### Source records
--------

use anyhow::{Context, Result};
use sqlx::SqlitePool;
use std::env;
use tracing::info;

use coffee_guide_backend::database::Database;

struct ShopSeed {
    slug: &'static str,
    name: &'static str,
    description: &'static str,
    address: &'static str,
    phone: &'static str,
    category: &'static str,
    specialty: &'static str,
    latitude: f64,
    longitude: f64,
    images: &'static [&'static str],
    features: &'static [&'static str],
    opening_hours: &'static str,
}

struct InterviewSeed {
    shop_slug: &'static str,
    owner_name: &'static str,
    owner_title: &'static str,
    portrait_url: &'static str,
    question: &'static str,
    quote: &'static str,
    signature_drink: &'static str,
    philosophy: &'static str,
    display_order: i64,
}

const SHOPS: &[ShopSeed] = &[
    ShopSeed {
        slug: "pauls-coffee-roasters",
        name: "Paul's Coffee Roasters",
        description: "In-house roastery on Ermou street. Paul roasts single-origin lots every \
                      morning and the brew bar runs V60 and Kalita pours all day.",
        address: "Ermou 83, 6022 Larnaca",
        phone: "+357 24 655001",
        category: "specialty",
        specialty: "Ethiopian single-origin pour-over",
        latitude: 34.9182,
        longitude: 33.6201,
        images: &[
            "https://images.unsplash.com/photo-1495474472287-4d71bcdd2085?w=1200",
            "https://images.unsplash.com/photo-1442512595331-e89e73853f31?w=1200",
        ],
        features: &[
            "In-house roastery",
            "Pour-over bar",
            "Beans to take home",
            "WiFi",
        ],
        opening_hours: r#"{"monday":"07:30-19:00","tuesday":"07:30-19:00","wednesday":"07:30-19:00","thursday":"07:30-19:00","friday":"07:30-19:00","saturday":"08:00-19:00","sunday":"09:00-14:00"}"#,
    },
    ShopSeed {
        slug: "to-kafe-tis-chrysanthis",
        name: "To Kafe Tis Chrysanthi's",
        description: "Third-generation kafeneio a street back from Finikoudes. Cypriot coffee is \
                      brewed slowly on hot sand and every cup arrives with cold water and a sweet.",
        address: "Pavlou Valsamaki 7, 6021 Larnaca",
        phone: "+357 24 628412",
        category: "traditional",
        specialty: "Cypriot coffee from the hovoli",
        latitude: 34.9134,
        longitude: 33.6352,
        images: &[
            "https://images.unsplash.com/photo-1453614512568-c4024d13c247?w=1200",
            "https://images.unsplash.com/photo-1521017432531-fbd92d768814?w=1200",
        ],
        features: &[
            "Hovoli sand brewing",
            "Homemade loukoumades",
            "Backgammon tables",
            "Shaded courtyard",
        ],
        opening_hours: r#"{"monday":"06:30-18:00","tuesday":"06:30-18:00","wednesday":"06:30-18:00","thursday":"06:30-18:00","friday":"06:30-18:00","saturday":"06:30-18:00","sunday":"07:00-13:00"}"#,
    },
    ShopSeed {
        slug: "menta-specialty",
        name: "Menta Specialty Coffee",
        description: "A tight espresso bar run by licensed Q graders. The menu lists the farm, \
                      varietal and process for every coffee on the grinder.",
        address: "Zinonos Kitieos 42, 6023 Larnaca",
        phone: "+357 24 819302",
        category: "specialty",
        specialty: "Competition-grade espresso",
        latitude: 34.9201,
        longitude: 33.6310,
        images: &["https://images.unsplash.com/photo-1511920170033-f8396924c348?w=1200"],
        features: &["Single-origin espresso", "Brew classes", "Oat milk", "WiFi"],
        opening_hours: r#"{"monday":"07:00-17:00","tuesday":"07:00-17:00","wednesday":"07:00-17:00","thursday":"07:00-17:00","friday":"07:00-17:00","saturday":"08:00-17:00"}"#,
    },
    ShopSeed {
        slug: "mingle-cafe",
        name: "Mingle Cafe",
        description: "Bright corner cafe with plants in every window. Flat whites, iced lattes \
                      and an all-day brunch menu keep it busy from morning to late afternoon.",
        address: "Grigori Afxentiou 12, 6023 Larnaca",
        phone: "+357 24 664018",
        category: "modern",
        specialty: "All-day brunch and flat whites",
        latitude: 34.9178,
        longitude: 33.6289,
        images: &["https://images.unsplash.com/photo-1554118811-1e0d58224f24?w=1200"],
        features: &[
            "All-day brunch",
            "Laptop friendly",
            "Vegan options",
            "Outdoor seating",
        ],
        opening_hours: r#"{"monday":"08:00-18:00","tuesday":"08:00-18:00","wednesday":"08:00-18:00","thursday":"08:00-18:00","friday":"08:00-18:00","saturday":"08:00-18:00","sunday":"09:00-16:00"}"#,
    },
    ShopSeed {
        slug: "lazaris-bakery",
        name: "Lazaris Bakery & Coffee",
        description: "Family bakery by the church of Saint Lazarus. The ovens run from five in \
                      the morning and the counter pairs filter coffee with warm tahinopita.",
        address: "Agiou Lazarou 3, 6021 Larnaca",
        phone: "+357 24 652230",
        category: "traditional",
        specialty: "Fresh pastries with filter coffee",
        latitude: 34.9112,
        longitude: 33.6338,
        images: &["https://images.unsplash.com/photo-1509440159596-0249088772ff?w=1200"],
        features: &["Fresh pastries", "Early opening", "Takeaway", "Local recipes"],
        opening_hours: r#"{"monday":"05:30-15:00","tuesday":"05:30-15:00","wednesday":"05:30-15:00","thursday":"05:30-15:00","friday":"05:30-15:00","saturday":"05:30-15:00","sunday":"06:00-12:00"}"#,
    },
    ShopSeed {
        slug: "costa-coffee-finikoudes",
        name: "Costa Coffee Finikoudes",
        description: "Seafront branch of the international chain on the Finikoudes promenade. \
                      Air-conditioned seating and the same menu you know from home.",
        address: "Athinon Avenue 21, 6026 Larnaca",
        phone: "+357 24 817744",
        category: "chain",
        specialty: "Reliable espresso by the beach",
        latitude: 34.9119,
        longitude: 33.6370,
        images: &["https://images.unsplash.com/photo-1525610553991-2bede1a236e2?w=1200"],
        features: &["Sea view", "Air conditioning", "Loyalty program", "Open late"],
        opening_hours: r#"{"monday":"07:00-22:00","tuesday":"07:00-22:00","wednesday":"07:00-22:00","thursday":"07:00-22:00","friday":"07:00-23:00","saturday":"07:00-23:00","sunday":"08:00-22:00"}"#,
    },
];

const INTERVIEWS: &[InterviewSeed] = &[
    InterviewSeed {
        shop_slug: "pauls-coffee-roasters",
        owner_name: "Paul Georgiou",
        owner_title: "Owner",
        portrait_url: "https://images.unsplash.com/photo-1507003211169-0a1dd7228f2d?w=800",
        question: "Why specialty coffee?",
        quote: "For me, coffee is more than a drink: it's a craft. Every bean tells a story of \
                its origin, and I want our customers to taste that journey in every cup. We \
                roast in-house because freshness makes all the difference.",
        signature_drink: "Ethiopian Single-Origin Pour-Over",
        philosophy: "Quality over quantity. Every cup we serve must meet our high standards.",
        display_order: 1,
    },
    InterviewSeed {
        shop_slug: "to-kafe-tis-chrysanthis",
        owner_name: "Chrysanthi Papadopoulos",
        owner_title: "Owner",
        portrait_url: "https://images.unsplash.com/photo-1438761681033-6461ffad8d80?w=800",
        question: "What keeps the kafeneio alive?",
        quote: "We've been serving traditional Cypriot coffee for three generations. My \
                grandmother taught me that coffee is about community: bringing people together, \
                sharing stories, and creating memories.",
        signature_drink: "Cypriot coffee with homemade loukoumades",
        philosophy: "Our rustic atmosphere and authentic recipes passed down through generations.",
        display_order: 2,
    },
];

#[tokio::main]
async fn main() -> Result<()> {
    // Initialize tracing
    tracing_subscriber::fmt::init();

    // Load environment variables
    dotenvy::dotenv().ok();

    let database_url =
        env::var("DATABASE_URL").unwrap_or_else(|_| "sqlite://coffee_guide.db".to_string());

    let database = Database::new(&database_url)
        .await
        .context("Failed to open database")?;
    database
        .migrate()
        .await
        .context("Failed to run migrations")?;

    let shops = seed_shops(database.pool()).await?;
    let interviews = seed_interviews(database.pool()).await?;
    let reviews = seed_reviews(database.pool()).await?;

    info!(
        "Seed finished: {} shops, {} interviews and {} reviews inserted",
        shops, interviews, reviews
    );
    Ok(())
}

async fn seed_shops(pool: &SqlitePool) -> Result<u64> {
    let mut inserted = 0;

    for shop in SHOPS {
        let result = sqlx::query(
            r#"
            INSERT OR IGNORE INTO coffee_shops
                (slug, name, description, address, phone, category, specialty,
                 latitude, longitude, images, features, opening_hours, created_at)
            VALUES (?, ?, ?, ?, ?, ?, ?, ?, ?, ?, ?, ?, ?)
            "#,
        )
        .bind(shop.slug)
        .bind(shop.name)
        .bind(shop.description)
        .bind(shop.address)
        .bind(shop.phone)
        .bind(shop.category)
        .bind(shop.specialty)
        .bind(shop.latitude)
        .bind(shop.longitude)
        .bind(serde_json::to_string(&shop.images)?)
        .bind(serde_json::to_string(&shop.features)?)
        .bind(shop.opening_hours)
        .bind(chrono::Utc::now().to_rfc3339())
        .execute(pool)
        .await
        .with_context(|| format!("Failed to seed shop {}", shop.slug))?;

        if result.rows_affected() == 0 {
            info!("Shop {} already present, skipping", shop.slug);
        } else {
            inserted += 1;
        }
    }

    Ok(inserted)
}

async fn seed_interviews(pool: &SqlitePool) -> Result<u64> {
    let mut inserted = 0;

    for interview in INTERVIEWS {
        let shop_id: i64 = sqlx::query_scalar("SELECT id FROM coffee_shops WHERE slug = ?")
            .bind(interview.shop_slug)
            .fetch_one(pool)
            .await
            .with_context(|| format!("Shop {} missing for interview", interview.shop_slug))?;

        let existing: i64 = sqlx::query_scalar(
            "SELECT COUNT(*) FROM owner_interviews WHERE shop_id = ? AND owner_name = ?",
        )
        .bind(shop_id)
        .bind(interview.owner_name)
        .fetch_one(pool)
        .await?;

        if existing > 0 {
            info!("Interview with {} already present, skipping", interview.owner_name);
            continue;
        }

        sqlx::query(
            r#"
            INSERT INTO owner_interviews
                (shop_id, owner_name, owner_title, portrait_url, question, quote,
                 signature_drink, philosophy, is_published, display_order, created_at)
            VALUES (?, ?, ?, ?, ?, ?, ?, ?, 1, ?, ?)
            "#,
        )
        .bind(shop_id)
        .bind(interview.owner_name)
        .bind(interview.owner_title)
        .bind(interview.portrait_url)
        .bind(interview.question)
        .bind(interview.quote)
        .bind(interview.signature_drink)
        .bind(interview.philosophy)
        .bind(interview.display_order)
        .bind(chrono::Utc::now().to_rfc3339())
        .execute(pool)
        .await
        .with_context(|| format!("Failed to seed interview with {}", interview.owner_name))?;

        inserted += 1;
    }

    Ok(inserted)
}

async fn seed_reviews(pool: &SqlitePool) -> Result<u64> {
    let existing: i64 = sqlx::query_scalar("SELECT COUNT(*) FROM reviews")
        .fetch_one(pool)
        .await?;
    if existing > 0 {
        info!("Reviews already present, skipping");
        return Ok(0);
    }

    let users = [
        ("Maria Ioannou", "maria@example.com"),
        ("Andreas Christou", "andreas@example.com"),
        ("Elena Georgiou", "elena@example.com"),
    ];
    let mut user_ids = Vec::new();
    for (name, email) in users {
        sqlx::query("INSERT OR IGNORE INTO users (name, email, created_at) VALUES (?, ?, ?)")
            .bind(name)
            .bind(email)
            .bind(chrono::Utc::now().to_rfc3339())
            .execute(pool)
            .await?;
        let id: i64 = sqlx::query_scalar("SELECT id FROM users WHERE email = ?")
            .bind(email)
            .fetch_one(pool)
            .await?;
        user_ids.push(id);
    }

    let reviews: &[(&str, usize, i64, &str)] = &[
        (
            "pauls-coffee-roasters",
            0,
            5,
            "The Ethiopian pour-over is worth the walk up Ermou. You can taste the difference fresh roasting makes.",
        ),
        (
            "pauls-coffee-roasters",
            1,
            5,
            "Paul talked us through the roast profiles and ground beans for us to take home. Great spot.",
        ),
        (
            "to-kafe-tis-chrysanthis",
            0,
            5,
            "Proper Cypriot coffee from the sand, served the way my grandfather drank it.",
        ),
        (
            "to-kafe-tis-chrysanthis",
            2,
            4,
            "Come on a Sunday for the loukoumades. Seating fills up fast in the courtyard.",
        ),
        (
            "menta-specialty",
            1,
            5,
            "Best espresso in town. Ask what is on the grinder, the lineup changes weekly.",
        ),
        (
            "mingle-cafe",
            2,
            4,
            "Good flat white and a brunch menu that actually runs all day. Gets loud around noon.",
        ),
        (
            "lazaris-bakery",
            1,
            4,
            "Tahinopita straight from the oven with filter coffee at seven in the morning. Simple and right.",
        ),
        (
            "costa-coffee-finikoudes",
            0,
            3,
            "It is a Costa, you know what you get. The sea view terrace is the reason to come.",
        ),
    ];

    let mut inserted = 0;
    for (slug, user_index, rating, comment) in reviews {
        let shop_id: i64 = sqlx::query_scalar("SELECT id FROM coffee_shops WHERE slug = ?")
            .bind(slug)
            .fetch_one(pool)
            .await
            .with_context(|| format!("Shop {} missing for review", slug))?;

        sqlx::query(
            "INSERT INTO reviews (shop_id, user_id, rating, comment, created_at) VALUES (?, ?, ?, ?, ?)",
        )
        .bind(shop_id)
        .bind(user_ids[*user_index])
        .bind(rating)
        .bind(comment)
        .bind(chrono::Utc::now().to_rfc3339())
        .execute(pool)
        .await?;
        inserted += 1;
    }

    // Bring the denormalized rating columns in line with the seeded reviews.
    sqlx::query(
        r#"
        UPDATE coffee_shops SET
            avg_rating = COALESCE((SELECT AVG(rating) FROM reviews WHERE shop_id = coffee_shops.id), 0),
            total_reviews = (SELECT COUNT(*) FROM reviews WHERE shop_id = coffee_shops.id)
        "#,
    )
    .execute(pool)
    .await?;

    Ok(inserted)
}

--------

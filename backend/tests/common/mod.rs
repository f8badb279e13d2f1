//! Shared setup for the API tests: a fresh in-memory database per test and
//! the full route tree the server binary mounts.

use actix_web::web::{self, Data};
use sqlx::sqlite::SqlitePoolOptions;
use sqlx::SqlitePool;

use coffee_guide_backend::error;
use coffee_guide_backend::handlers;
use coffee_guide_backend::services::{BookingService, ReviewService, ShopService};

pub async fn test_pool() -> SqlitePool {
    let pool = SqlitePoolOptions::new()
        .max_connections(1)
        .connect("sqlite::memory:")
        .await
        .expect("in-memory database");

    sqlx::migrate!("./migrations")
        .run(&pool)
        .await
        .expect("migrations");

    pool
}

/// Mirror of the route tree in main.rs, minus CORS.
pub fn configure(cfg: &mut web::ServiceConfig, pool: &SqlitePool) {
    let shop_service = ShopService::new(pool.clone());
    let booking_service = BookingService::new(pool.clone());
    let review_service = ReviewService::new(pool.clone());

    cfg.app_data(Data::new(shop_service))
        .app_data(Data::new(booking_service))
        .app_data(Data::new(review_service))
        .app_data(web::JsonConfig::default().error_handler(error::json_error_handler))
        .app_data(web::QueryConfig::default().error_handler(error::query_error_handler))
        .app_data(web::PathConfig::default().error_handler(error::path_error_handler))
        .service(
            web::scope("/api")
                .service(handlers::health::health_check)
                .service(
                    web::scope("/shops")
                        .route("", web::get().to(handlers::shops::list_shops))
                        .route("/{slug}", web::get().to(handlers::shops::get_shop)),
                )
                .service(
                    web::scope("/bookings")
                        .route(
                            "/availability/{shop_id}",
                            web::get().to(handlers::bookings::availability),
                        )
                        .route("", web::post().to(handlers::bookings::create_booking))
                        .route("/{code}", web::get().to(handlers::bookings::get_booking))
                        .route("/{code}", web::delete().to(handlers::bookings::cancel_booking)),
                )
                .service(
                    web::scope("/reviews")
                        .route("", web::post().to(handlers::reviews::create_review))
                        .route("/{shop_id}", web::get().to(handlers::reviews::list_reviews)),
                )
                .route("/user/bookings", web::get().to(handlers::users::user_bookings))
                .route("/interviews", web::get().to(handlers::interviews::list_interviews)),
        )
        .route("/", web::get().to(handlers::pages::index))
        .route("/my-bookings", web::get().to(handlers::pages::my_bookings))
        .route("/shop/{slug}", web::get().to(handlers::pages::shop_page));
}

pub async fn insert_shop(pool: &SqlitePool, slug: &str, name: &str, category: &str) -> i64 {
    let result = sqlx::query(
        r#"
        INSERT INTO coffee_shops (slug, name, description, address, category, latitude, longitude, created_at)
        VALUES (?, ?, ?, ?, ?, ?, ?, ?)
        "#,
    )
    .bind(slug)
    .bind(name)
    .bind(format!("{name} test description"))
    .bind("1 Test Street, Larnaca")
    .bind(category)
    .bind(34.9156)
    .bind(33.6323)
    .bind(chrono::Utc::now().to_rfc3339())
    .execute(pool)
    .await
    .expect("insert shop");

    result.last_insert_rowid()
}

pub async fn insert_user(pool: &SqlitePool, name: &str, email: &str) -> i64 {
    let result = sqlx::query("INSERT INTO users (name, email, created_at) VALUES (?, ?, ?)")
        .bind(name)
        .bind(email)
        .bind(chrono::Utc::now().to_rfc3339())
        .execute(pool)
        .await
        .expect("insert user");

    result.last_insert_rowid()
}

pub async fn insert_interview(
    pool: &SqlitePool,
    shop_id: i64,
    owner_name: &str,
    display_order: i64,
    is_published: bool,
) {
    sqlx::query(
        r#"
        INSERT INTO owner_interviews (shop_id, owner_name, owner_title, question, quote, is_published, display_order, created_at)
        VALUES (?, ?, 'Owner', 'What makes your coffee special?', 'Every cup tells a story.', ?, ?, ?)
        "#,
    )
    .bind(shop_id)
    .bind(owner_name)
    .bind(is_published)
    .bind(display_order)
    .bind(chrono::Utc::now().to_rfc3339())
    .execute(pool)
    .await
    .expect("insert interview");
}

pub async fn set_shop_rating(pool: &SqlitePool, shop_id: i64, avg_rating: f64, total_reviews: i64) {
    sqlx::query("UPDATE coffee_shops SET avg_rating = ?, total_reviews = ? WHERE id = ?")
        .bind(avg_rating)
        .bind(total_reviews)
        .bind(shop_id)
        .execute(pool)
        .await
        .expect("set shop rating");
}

--------

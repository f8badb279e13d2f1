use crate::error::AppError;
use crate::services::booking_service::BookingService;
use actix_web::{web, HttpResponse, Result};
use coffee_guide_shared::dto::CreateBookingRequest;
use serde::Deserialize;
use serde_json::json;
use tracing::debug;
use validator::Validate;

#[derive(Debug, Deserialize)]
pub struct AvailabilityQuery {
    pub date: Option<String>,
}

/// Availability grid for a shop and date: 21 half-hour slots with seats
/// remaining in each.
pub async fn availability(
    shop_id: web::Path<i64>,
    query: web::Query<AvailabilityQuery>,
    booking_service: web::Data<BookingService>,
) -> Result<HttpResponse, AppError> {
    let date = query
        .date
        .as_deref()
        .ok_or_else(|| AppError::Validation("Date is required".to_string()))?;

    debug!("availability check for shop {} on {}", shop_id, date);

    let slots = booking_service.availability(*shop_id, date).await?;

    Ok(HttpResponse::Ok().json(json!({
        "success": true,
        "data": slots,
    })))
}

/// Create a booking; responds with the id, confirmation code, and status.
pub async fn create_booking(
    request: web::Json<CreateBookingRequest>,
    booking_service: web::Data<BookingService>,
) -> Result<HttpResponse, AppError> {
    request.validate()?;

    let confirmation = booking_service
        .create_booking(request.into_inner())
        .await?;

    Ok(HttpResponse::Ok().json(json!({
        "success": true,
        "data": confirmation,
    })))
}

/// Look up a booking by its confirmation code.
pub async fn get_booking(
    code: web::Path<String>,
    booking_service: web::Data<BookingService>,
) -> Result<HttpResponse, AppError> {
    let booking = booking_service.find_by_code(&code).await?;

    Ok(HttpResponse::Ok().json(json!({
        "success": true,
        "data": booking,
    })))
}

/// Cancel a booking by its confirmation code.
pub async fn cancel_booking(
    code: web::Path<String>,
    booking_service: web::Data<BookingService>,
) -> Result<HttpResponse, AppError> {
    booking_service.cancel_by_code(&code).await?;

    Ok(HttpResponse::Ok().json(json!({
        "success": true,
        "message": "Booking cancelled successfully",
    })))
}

--------

### Task item
All lines in the preceding records that hold the word "struct" need to be copied.

### Solution
struct ShopSeed {
struct InterviewSeed {
pub struct AvailabilityQuery {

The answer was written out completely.